L’on sait qu’à Ottignies, lors de la cérémonie de remise du prix Renaissance de la Nouvelle, tout se passe dans la plus chaleureuse convivialité. Le lauréat n’en demeure pas moins une vedette, sollicitée par les journalistes présents soucieux de compléter leurs notes autant que par les lecteurs qui, séduits par la lecture de Jean-Marie Pétiniot ou les allocutions des jurés, se procurent le livre en hâte, espérant obtenir une dédicace et échanger quelques mots avec l’auteur… Autant dire que ce n’est pas le moment idéal pour procéder à une interview. À la fin du dîner, je proposai à Delphine Coulin de profiter des quelque 80 minutes de TGV qui nous attendaient le lendemain pour parler plus tranquillement d’ Une seconde de plus. « Sans problème », me répondit-elle, tout sourire malgré la journée trépidante qui venait de s’écouler…
Un heureux hasard ayant sans doute joué quand les places furent réservées et attribuées, nous nous trouvâmes placées côte à côte dans le Thalys qui devait nous ramener à Paris. Dictaphone en main, livre et notes sous les yeux, peut-être avais-je l’air un peu carnassière d’empêcher ainsi un auteur, encore ému, de goûter rêveusement à sa joie ? Toujours est-il que Delphine Coulin parut heureuse d’évoquer son goût de l’écriture, son obsession du temps qui passe, sa sensibilité qui l’incline à la gravité… Tant que dura la conversation, le râle du moteur fut oublié. Et moi j’écoutais couler ses mots comme filent les secondes, qu’en train on croit pareilles aux poussières lumineuses d’une queue d’une comète à cause de la vitesse…
Voici, telles de belles alluvions, ce qui de ses propos aura échappé à l’évaporation des instants…
Comment êtes-vous venue à l’écriture ?
Delphine Coulin :
J’ai écrit mes premiers textes quand j’étais enfant ; c’étaient des histoires très classiques de crapauds, de fées et de princesses… conformes à ce qui passionne toutes les petites filles. Puis j’ai continué à écrire mais toujours de façon intime, sans chercher à être lue. Au terme de mes études j’ai travaillé pour le cinéma ; j’ai passé presque dix ans à Arte, d’abord à l’unité « fictions », puis à l’unité « documentaires » où j’étais responsable de diverses émissions. Parallèlement je réalisais des courts métrages personnels qui tous relevaient de la fiction – mais une fiction qui repose sur le réel ; par exemple, mon tout premier court métrage se passe pendant les grèves de décembre 1995. On avait à disposition un décor absolument dingue, avec ces milliers de gens dans les rues, et on a inventé une histoire qui reposait sur cette réalité. J’écrivais des scénarios qui allaient se transformer en films, et l’écriture est donc devenue professionnelle. Mais au fond de moi ce dont je rêvais était de parvenir à écrire un roman. J’ai pensé que le moment était peut-être venu de me lancer lorsque je me suis trouvée bloquée dans l’écriture d’un scénario de long métrage, sur lequel je travaillais avec ma sœur. Nous avons donc laissé ce projet de côté, et j’ai commencé à emmagasiner du matériau pour ce roman que j’entrevoyais : je notais des idées, je prenais des photos et je filmais de courtes séquences – photos et bandes films sont des supports très importants pour moi car mon écriture se nourrit de tout ce qui est visuel. Ce travail d’accumulation a duré environ un an et demi, à la suite de quoi je me suis attaquée à la rédaction proprement dite, qui m’a elle aussi occupée pendant un an et demi. De là est né Les Traces, qui a été publié en septembre 2004.

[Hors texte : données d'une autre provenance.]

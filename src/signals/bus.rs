//! Signal Bus - named publish/subscribe with frame coalescing.
//!
//! One bus is constructed at startup and handed to every component that
//! publishes or subscribes. Raw signals dispatch synchronously. A coalesced
//! channel listens to a raw signal and republishes under its own name at
//! most once per frame boundary, with no payload.
//!
//! # Example
//!
//! ```
//! use std::cell::Cell;
//! use std::rc::Rc;
//! use spark_motion::signals::{SignalBus, DIRTY_LAYOUT, OPTIMIZED_DIRTY_LAYOUT};
//!
//! let bus = SignalBus::with_layout_channels();
//! let passes = Rc::new(Cell::new(0));
//! let counter = passes.clone();
//! bus.subscribe(OPTIMIZED_DIRTY_LAYOUT, move |_| {
//!     counter.set(counter.get() + 1);
//!     Ok(())
//! });
//!
//! for _ in 0..50 {
//!     bus.publish(DIRTY_LAYOUT);
//! }
//! bus.frame_boundary();
//! assert_eq!(passes.get(), 1);
//! ```

use std::cell::{Cell, RefCell};
use std::collections::{HashMap, HashSet};
use std::rc::Rc;

use crate::error::Result;

use super::frame::FrameScheduler;
use super::names::{
    DIRTY_LAYOUT, OPTIMIZED_DIRTY_LAYOUT, OPTIMIZED_RESIZE, OPTIMIZED_UPDATE_LAYOUT, RESIZE,
    UPDATE_LAYOUT,
};

// =============================================================================
// TYPES
// =============================================================================

/// Listener callback. Errors are logged and isolated to the failing listener.
pub type Handler = Rc<dyn Fn(&SignalBus) -> Result<()>>;

/// Identifies one subscription for later removal.
#[derive(Debug, Clone, Copy, PartialEq, Eq, Hash)]
pub struct ListenerId(u64);

struct Listener {
    id: ListenerId,
    handler: Handler,
}

// =============================================================================
// BUS
// =============================================================================

#[derive(Default)]
pub struct SignalBus {
    listeners: RefCell<HashMap<String, Vec<Listener>>>,
    live: RefCell<HashSet<ListenerId>>,
    /// Coalesced name -> "dispatch already scheduled" flag.
    channels: RefCell<HashMap<String, Rc<Cell<bool>>>>,
    frames: FrameScheduler,
    next_id: Cell<u64>,
}

impl SignalBus {
    /// Create a bus with no coalesced channels.
    pub fn new() -> Self {
        Self::default()
    }

    /// Create a bus with the resize, dirty-layout and update-layout channels
    /// installed.
    pub fn with_layout_channels() -> Self {
        let bus = Self::new();
        bus.coalesce(RESIZE, OPTIMIZED_RESIZE);
        bus.coalesce(DIRTY_LAYOUT, OPTIMIZED_DIRTY_LAYOUT);
        bus.coalesce(UPDATE_LAYOUT, OPTIMIZED_UPDATE_LAYOUT);
        bus
    }

    /// Subscribe `handler` to `name`.
    ///
    /// Subscribing from inside a dispatch is allowed; the new listener first
    /// hears the next dispatch of `name`.
    pub fn subscribe<F>(&self, name: &str, handler: F) -> ListenerId
    where
        F: Fn(&SignalBus) -> Result<()> + 'static,
    {
        let id = ListenerId(self.next_id.get());
        self.next_id.set(id.0 + 1);

        self.listeners
            .borrow_mut()
            .entry(name.to_string())
            .or_default()
            .push(Listener {
                id,
                handler: Rc::new(handler),
            });
        self.live.borrow_mut().insert(id);
        id
    }

    /// Remove a subscription. Returns false if it was already gone.
    ///
    /// A listener removed mid-dispatch does not receive the rest of it.
    pub fn unsubscribe(&self, id: ListenerId) -> bool {
        if !self.live.borrow_mut().remove(&id) {
            return false;
        }
        for list in self.listeners.borrow_mut().values_mut() {
            list.retain(|listener| listener.id != id);
        }
        true
    }

    /// Dispatch `name` synchronously to its current listeners.
    ///
    /// Returns how many listeners were invoked.
    pub fn publish(&self, name: &str) -> usize {
        let snapshot: Vec<(ListenerId, Handler)> = match self.listeners.borrow().get(name) {
            Some(list) => list
                .iter()
                .map(|listener| (listener.id, listener.handler.clone()))
                .collect(),
            None => return 0,
        };

        let mut delivered = 0;
        for (id, handler) in snapshot {
            if !self.live.borrow().contains(&id) {
                continue;
            }
            delivered += 1;
            if let Err(err) = handler(self) {
                tracing::error!(signal = name, listener = id.0, %err, "listener failed");
            }
        }
        delivered
    }

    /// Install a coalesced channel: every `raw` occurrence guarantees one
    /// dispatch of `coalesced` at the next frame boundary, and never more
    /// than one per boundary.
    pub fn coalesce(&self, raw: &str, coalesced: &str) -> ListenerId {
        let scheduled = Rc::new(Cell::new(false));
        self.channels
            .borrow_mut()
            .insert(coalesced.to_string(), scheduled.clone());

        let coalesced = coalesced.to_string();
        self.subscribe(raw, move |bus| {
            if scheduled.get() {
                tracing::trace!(signal = %coalesced, "absorbed into scheduled dispatch");
                return Ok(());
            }
            scheduled.set(true);

            let flag = scheduled.clone();
            let name = coalesced.clone();
            bus.frames.request(Box::new(move |bus: &SignalBus| {
                // cleared first: a raw occurrence raised by a listener below
                // must schedule the next frame instead of being absorbed
                flag.set(false);
                let delivered = bus.publish(&name);
                tracing::debug!(signal = %name, delivered, "coalesced dispatch");
            }));
            Ok(())
        })
    }

    /// True while `coalesced` has a dispatch waiting for the next boundary.
    pub fn is_pending(&self, coalesced: &str) -> bool {
        self.channels
            .borrow()
            .get(coalesced)
            .is_some_and(|flag| flag.get())
    }

    /// Number of live listeners on `name`.
    pub fn listener_count(&self, name: &str) -> usize {
        self.listeners
            .borrow()
            .get(name)
            .map(|list| list.len())
            .unwrap_or(0)
    }

    /// Run one frame boundary. Returns how many frame callbacks ran.
    pub fn frame_boundary(&self) -> usize {
        self.frames.run(self)
    }

    pub fn frames(&self) -> &FrameScheduler {
        &self.frames
    }
}

// =============================================================================
// TESTS
// =============================================================================

#[cfg(test)]
mod tests {
    use super::*;
    use crate::error::Error;

    fn counter(bus: &SignalBus, name: &str) -> Rc<Cell<usize>> {
        let hits = Rc::new(Cell::new(0));
        let hits_for_handler = hits.clone();
        bus.subscribe(name, move |_| {
            hits_for_handler.set(hits_for_handler.get() + 1);
            Ok(())
        });
        hits
    }

    #[test]
    fn test_raw_publish_is_synchronous() {
        let bus = SignalBus::new();
        let hits = counter(&bus, "ping");

        assert_eq!(bus.publish("ping"), 1);
        assert_eq!(bus.publish("ping"), 1);
        assert_eq!(hits.get(), 2);
        assert_eq!(bus.publish("nobody-listens"), 0);
    }

    #[test]
    fn test_coalescing_minimality() {
        let bus = SignalBus::with_layout_channels();
        let hits = counter(&bus, OPTIMIZED_DIRTY_LAYOUT);

        for _ in 0..1000 {
            bus.publish(DIRTY_LAYOUT);
        }
        assert_eq!(hits.get(), 0);
        assert!(bus.is_pending(OPTIMIZED_DIRTY_LAYOUT));

        bus.frame_boundary();
        assert_eq!(hits.get(), 1);
        assert!(!bus.is_pending(OPTIMIZED_DIRTY_LAYOUT));
    }

    #[test]
    fn test_coalescing_liveness_per_frame() {
        let bus = SignalBus::with_layout_channels();
        let hits = counter(&bus, OPTIMIZED_RESIZE);

        for n in 1..=5 {
            for _ in 0..n {
                bus.publish(RESIZE);
            }
            bus.frame_boundary();
            assert_eq!(hits.get(), n);
        }

        // nothing raised, nothing dispatched
        bus.frame_boundary();
        assert_eq!(hits.get(), 5);
    }

    #[test]
    fn test_channels_are_independent() {
        let bus = SignalBus::with_layout_channels();
        let resize = counter(&bus, OPTIMIZED_RESIZE);
        let dirty = counter(&bus, OPTIMIZED_DIRTY_LAYOUT);
        let update = counter(&bus, OPTIMIZED_UPDATE_LAYOUT);

        bus.publish(RESIZE);
        bus.publish(DIRTY_LAYOUT);
        bus.publish(DIRTY_LAYOUT);
        assert!(!bus.is_pending(OPTIMIZED_UPDATE_LAYOUT));

        bus.frame_boundary();
        assert_eq!((resize.get(), dirty.get(), update.get()), (1, 1, 0));
    }

    #[test]
    fn test_republish_during_dispatch_schedules_next_frame() {
        let bus = SignalBus::with_layout_channels();
        let hits = Rc::new(Cell::new(0));
        let hits_for_handler = hits.clone();
        bus.subscribe(OPTIMIZED_DIRTY_LAYOUT, move |bus| {
            hits_for_handler.set(hits_for_handler.get() + 1);
            if hits_for_handler.get() == 1 {
                bus.publish(DIRTY_LAYOUT);
            }
            Ok(())
        });

        bus.publish(DIRTY_LAYOUT);
        bus.frame_boundary();
        assert_eq!(hits.get(), 1);
        assert!(bus.is_pending(OPTIMIZED_DIRTY_LAYOUT));

        bus.frame_boundary();
        assert_eq!(hits.get(), 2);
    }

    #[test]
    fn test_failing_listener_does_not_block_others() {
        let bus = SignalBus::new();
        bus.subscribe("tick", |_| Err(Error::Engine("boom".into())));
        let hits = counter(&bus, "tick");

        assert_eq!(bus.publish("tick"), 2);
        assert_eq!(hits.get(), 1);
    }

    #[test]
    fn test_unsubscribe_during_dispatch_skips_removed() {
        let bus = Rc::new(SignalBus::new());
        let victim: Rc<Cell<Option<ListenerId>>> = Rc::new(Cell::new(None));

        let victim_for_handler = victim.clone();
        bus.subscribe("tick", move |bus| {
            if let Some(id) = victim_for_handler.get() {
                bus.unsubscribe(id);
            }
            Ok(())
        });
        let hits = Rc::new(Cell::new(0));
        let hits_for_handler = hits.clone();
        let id = bus.subscribe("tick", move |_| {
            hits_for_handler.set(hits_for_handler.get() + 1);
            Ok(())
        });
        victim.set(Some(id));

        assert_eq!(bus.publish("tick"), 1);
        assert_eq!(hits.get(), 0);
        assert!(!bus.unsubscribe(id));
        assert_eq!(bus.listener_count("tick"), 1);
    }

    #[test]
    fn test_subscribe_during_dispatch_waits_for_next() {
        let bus = SignalBus::new();
        let late_hits = Rc::new(Cell::new(0));

        let late_for_handler = late_hits.clone();
        let added = Rc::new(Cell::new(false));
        bus.subscribe("tick", move |bus| {
            if !added.get() {
                added.set(true);
                let late = late_for_handler.clone();
                bus.subscribe("tick", move |_| {
                    late.set(late.get() + 1);
                    Ok(())
                });
            }
            Ok(())
        });

        bus.publish("tick");
        assert_eq!(late_hits.get(), 0);
        bus.publish("tick");
        assert_eq!(late_hits.get(), 1);
    }
}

Je voulais enchaîner sur un second roman. Mais la mise en route était un peu laborieuse ; alors j’ai pris une année sabbatique pour pouvoir l’écrire sereinement. Est advenu l’inverse de ce que j’escomptais : mon obsession du temps qui passe s’est accrue, et dès que j’achoppais à tel ou tel passage, l’angoisse montait car je me savais tenue par cette année que je m’étais accordée… Pour me détendre, j’écrivais des nouvelles. Une fois la troisième terminée, je me suis aperçue qu’elles avaient des points communs : toutes parlaient de femmes et de l’écoulement du temps. Ce n’était pas délibéré du tout. Mais à partir de là j’ai continué à écrire avec, en ligne de mire, la constitution d’un recueil construit et cohérent sur le plan thématique ; la structure s’est vite révélée, et c’est à ce moment-là que j’ai eu l’idée des petites définitions scientifiques entre les nouvelles. Les textes venaient naturellement, sans difficulté – peut-être parce que je ne pensais pas en termes de publication future, alors que cette perspective était omniprésente quand je m’attelais au roman. De fil en aiguille j’ai ainsi écrit six nouvelles, six destins de femmes où, à chaque fois, intervient une seconde particulière qui va les faire basculer – c’est devenu Une seconde de plus.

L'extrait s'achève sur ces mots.